В предыдущей работе мы описали механизм ремоделирования мембран ERGIC, когда происходило индуцированное голоданием перемещение аппарата COPII с ERES на ERGIC, чтобы генерировать происходящие из ERGIC пузырьки COPII, которые служат в качестве мембранной матрицы для LC3 липидизации (lipidation), ключевой ступени биогенеза аутофагосом [25]. Сборка пузырьков COPII на ERGIC достигается с помощью перемещения SEC12, активатора сборки COPII, с ERES на ERGIC [25]. Мы попытались понять, как SEC12 переносится с ER во время голодания. Нами были установлено, что индуцированное голоданием ремоделирование ERES является позитивным для SEC12 (SEC12-ERES), оно облегчает перемещение SEC12 на ERGIC. Трехмерная (3D) с супер-разрешением микроскопия показала, что SEC12-ERES структура увеличивается и окружает ERGIC, приводя к перемещению SEC12 в ERGIC, возможно, чтобы запускать сборку ERGIC-COPII пузырьков. Истощение CTAGE5 и FIP200, двух белков, ассоциированных с SEC12, которые необходимы для концентрации SEC12 на ERES, устраняет голоданием вызываемое увеличение SEC12-ERES, перемещение SEC12 на ERGIC и липидизацию LC3. Т.о., мы полагаем, что SEC12 белковый комплекс является мишенью для контроля за перемещением SEC12 с ERES на ERGIC в качестве раннего события индуцируемой голоданием аутофагии.

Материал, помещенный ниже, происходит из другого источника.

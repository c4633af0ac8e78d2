//! Stack-based bytecode virtual machine.
//!
//! The VM executes [`CodeObject`]s one instruction at a time. Every frame
//! (plain call, generator body, coroutine body) is a [`Context`] in the VM's
//! arena, and an instruction that transfers control returns the id of the
//! context that should run next. Calls, returns, yields and resumptions are
//! all expressed this way, so there is no separate trampoline and no Rust
//! recursion per script call.
//!
//! When an instruction raises, [`Vm::execute_next`] walks the caller chain
//! looking for an exceptional jump that covers the faulting instruction. A
//! `StopIteration` observed at `ForIter` or `Send` is not unwound at all: it
//! becomes the [`Value::StopIteration`] sentinel on the data stack of the
//! context that was advancing the iterator.
//!
//! The VM is the only module that mutates contexts. Everything else is either
//! data (`bytecode`, `value`) or a stateless helper (`operators`).

use std::sync::Arc;

use tracing::{debug, trace};

use crate::bytecode::{CodeObject, Op};
use crate::cache::{ExecutableKey, ExecutableKind, InvokerCache};
use crate::context::{Context, ContextId, Contexts};
use crate::engine::Limits;
use crate::error::{Error, Result};
use crate::exception::{ExcType, Exception};
use crate::host::{HostBridge, NoHost};
use crate::operators::apply_binop;
use crate::suspend::{Abandoned, SuspendKind, Suspendable};
use crate::value::Value;

/// The bytecode virtual machine.
///
/// Owns the context arena of one logical thread of script execution. The
/// invoker cache and host bridge are shared with other VMs created by the
/// same [`crate::Engine`].
pub struct Vm {
    contexts: Contexts,
    cache: Arc<InvokerCache>,
    host: Arc<dyn HostBridge>,
    limits: Limits,
    instruction_count: u64,
    abandoned: Abandoned,
}
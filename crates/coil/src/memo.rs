//! Lazily computed values shared across threads.

use std::fmt;
use std::sync::OnceLock;

use parking_lot::Mutex;

/// Boxed producer used by [`Memoized`] when the closure type is not named.
pub type Producer<T> = Box<dyn FnOnce() -> T + Send>;

/// A value computed on first access, at most once.
///
/// Reads after the first computation never lock. The first computation is
/// guarded with check, lock, check: callers racing on an unset value wait on
/// the lock and then find the value already stored by the winner. Whether the
/// value is set is tracked separately from the value itself, so the producer
/// may return anything, including `None` or an empty collection.
///
/// The producer is dropped as soon as it has run, together with everything it
/// captured.
pub struct Memoized<T, F = Producer<T>> {
    value: OnceLock<T>,
    producer: Mutex<Option<F>>,
}

impl<T, F> Memoized<T, F>
where
    F: FnOnce() -> T,
{
    pub fn new(producer: F) -> Self {
        Self {
            value: OnceLock::new(),
            producer: Mutex::new(Some(producer)),
        }
    }

    /// Return the memoized value, computing it if this is the first access.
    ///
    /// # Panics
    ///
    /// Panics if the producer panicked during an earlier access.
    pub fn get(&self) -> &T {
        if let Some(value) = self.value.get() {
            return value;
        }
        let mut producer = self.producer.lock();
        if let Some(value) = self.value.get() {
            return value;
        }
        match producer.take() {
            Some(produce) => self.value.get_or_init(produce),
            None => panic!("memoized producer panicked during an earlier access"),
        }
    }

    /// The value, if it has been computed.
    pub fn peek(&self) -> Option<&T> {
        self.value.get()
    }

    pub fn is_computed(&self) -> bool {
        self.value.get().is_some()
    }
}

impl<T> Memoized<T> {
    /// Memoize a boxed producer, for storage in homogeneous collections.
    pub fn boxed(producer: impl FnOnce() -> T + Send + 'static) -> Self {
        Self::new(Box::new(producer) as Producer<T>)
    }
}

impl<T: fmt::Debug, F> fmt::Debug for Memoized<T, F> {
    fn fmt(&self, f: &mut fmt::Formatter<'_>) -> fmt::Result {
        f.debug_struct("Memoized")
            .field("value", &self.value.get())
            .finish_non_exhaustive()
    }
}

Итак, нам удалось показать, что голоданием вызываемое увеличение мест (ERES) является положительным для COPII активатора, SEC12, и оно ремоделирует участки ERES вдоль ERGIC. SEC12 связывающий белок, CTAGE5, необходим для увеличения ERES, перемещения SEC12 на ERGIC, и он модулирует биогенез аутофагосом. Более того, FIP200, субъединица комплекса ULK протеин киназ, облегчает вызванное голоданием увеличение ERES независимо от др. субъединиц этоого комплекса и ассоциирует посредством своего C-терминального домена с SEC12. Следовательно, FIP200 и CTAGE5 облегчают ремоделирование ERES при голодании , что обязательно для продукции пузырьков COPII, отделяющихся от ERGIC, необходимое для формирования аутофагосом.